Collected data
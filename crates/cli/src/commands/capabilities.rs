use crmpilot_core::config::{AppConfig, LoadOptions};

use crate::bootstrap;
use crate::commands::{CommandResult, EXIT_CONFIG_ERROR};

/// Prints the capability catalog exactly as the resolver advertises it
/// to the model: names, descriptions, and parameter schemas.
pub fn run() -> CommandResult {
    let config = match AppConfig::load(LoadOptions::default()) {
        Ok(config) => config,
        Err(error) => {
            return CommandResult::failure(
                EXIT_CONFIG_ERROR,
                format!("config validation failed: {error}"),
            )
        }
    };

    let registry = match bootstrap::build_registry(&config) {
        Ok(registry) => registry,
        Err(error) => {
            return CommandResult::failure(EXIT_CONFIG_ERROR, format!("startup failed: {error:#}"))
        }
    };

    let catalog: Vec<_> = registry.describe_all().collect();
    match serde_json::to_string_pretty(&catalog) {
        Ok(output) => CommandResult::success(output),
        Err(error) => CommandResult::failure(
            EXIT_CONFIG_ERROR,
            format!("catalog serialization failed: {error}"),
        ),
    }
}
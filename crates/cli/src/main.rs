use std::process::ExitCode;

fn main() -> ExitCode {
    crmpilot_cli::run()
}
* * *
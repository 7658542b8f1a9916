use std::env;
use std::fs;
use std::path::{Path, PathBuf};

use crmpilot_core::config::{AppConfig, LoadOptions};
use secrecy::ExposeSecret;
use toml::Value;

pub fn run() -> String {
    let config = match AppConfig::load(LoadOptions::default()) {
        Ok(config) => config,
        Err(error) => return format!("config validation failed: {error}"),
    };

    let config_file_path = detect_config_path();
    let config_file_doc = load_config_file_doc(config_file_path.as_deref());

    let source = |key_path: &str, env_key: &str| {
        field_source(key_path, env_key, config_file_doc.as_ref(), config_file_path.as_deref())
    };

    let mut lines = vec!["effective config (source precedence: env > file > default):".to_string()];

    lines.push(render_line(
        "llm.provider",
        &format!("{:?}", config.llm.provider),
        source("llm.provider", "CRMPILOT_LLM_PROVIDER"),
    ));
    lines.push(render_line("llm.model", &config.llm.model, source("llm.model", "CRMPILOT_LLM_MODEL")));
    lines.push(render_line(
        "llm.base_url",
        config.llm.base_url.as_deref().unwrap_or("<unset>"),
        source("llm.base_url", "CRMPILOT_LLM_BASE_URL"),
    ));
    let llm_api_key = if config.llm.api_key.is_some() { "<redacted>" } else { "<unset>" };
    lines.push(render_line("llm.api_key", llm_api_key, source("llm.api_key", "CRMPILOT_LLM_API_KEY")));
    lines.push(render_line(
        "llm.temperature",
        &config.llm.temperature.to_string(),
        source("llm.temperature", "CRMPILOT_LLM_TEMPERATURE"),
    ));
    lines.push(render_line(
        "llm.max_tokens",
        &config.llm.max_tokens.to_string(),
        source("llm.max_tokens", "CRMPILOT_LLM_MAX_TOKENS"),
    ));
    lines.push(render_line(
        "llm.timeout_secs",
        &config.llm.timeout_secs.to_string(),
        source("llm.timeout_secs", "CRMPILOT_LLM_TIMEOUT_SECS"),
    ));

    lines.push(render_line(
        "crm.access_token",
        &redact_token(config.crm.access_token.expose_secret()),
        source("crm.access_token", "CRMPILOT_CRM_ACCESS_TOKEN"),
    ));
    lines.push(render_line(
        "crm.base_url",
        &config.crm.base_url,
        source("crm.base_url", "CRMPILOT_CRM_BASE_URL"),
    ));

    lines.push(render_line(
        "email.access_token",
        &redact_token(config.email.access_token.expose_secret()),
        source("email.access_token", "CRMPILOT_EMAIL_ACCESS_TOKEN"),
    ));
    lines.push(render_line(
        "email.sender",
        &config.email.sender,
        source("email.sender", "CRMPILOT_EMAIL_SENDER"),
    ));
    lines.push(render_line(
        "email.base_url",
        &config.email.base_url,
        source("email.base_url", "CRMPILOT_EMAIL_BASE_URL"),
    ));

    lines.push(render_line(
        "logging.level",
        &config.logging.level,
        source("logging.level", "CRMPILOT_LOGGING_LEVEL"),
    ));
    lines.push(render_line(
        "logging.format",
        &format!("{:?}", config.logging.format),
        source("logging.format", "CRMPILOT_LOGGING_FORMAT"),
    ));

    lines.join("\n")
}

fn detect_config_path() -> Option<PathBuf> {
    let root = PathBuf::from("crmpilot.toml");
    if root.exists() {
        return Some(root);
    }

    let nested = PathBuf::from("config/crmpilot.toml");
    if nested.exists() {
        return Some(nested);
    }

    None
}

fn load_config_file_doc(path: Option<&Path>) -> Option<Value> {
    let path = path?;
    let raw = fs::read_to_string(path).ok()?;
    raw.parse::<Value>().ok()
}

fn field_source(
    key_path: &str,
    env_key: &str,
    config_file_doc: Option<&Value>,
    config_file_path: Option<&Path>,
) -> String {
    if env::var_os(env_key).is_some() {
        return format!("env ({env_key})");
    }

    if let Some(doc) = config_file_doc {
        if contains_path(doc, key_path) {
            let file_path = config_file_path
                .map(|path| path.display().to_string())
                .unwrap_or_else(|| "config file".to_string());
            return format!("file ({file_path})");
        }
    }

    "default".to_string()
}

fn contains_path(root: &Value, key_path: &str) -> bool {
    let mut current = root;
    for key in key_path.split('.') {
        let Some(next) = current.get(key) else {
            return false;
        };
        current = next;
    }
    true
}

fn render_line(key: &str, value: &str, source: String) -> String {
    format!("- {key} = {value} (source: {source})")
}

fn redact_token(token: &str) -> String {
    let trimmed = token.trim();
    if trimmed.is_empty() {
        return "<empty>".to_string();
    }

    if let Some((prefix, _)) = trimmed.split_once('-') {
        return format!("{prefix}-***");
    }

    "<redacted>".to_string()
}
...
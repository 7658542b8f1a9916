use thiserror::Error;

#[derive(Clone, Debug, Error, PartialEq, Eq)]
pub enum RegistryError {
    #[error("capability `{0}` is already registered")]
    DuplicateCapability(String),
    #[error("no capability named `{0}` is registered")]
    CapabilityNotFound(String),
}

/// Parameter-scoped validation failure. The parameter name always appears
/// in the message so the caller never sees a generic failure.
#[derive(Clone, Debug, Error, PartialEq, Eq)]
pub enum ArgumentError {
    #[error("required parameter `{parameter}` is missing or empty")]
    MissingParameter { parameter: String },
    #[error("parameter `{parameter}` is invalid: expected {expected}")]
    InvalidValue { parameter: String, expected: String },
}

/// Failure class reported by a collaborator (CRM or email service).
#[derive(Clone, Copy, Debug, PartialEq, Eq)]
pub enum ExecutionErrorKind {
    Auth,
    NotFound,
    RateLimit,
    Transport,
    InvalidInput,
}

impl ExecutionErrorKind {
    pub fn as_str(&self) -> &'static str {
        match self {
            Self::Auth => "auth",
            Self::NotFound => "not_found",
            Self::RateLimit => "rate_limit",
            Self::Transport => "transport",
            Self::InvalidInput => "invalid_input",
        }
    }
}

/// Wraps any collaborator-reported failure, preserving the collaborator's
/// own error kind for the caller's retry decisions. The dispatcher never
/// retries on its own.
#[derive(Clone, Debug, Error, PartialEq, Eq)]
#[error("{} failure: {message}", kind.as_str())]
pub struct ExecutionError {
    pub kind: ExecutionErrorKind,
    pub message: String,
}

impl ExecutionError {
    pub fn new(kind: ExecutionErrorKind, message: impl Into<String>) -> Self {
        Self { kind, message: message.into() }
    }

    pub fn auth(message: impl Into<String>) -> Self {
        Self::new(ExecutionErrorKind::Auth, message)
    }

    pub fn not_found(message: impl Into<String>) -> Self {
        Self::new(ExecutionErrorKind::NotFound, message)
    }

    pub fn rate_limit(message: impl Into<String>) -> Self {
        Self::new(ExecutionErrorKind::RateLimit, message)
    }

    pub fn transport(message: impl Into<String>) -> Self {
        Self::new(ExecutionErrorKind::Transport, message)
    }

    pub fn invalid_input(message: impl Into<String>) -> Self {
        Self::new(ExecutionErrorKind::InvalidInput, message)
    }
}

▶ _DIRECTIONS FOR THIS TASK_
When a line of the records holds the word "commands", copy that line.

▶ _ANSWER BOX_
filename crates/cli/src/commands/capabilities.rs
use crate::commands::{CommandResult, EXIT_CONFIG_ERROR};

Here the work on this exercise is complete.